Data items
use std::collections::BTreeSet;

use crate::fields::{FieldId, FieldValues};

/// The six fields coerced to finite numbers.
#[derive(Debug, Clone, Copy, PartialEq)]
pub struct ValidatedRequest {
    pub area_m2: f64,
    pub volume_m3: f64,
    pub outdoor_area_m2: f64,
    pub bathroom_count: f64,
    pub room_count: f64,
    pub floor_count: f64,
}

impl ValidatedRequest {
    pub fn get(&self, field: FieldId) -> f64 {
        match field {
            FieldId::AreaM2 => self.area_m2,
            FieldId::VolumeM3 => self.volume_m3,
            FieldId::OutdoorAreaM2 => self.outdoor_area_m2,
            FieldId::BathroomCount => self.bathroom_count,
            FieldId::RoomCount => self.room_count,
            FieldId::FloorCount => self.floor_count,
        }
    }
}

/// Fields whose text did not coerce to a finite number. Never empty when
/// returned from [`validate`].
pub type InvalidFields = BTreeSet<FieldId>;

/// Parse one raw field value. Surrounding whitespace is ignored; empty text,
/// non-numeric text, NaN and infinities are all rejected.
pub fn parse_field(raw: &str) -> Option<f64> {
    let trimmed = raw.trim();
    if trimmed.is_empty() {
        return None;
    }
    trimmed.parse::<f64>().ok().filter(|n| n.is_finite())
}

pub fn validate(values: &FieldValues) -> Result<ValidatedRequest, InvalidFields> {
    let mut parsed = [0.0_f64; 6];
    let mut invalid = InvalidFields::new();

    for (field, raw) in values.iter() {
        match parse_field(raw) {
            Some(n) => parsed[field.index()] = n,
            None => {
                invalid.insert(field);
            }
        }
    }

    if !invalid.is_empty() {
        return Err(invalid);
    }

    let [area_m2, volume_m3, outdoor_area_m2, bathroom_count, room_count, floor_count] = parsed;
    Ok(ValidatedRequest {
        area_m2,
        volume_m3,
        outdoor_area_m2,
        bathroom_count,
        room_count,
        floor_count,
    })
}
use serde::{Deserialize, Serialize};
use std::fs;
use std::path::{Path, PathBuf};
use std::time::Duration;
use anyhow::{Result, anyhow};

use crate::client::{DEFAULT_SERVICE_URL, DEFAULT_TIMEOUT};

/// Overrides the configured prediction service URL.
pub const SERVICE_URL_ENV: &str = "HUURPRIJS_API_URL";

#[derive(Serialize, Deserialize, Debug, Clone, Default, PartialEq)]
pub struct Config {
    pub service_url: Option<String>,
    pub timeout_secs: Option<u64>,
}

impl Config {
    pub fn new() -> Self {
        Self::default()
    }

    /// Load from the user config directory; a missing file yields defaults.
    pub fn load() -> Result<Self> {
        Self::load_from(&Self::get_config_path()?)
    }

    pub fn load_from(path: &Path) -> Result<Self> {
        if !path.exists() {
            return Ok(Self::new());
        }

        let config_content = fs::read_to_string(path)?;
        let config: Config = serde_json::from_str(&config_content)
            .map_err(|e| anyhow!("Invalid config file {}: {}", path.display(), e))?;
        Ok(config)
    }

    /// Environment variable first, then the config file, then the default.
    pub fn service_url(&self) -> String {
        self.resolve_service_url(std::env::var(SERVICE_URL_ENV).ok())
    }

    fn resolve_service_url(&self, from_env: Option<String>) -> String {
        from_env
            .filter(|url| !url.trim().is_empty())
            .or_else(|| self.service_url.clone())
            .unwrap_or_else(|| DEFAULT_SERVICE_URL.to_string())
    }

    pub fn timeout(&self) -> Duration {
        match self.timeout_secs {
            Some(secs) if secs > 0 => Duration::from_secs(secs),
            _ => DEFAULT_TIMEOUT,
        }
    }

    pub fn get_config_path() -> Result<PathBuf> {
        let config_dir = dirs::config_dir()
            .ok_or_else(|| anyhow!("Could not determine config directory"))?;

        Ok(config_dir.join("huurprijs").join("config.json"))
    }

    /// Where the log file should go, most preferred first.
    pub fn log_file_candidates() -> Vec<PathBuf> {
        let mut candidates = Vec::new();

        if let Some(config_dir) = dirs::config_dir() {
            candidates.push(config_dir.join("huurprijs").join("logs").join("huurprijs.log"));
        }
        candidates.push(PathBuf::from(".huurprijs").join("logs").join("huurprijs.log"));

        candidates
    }
}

Exercise prompt.
Out of the preceding entries, pull each line that contains the word "BTreeSet".

Reply.
use std::collections::BTreeSet;
pub type InvalidFields = BTreeSet<FieldId>;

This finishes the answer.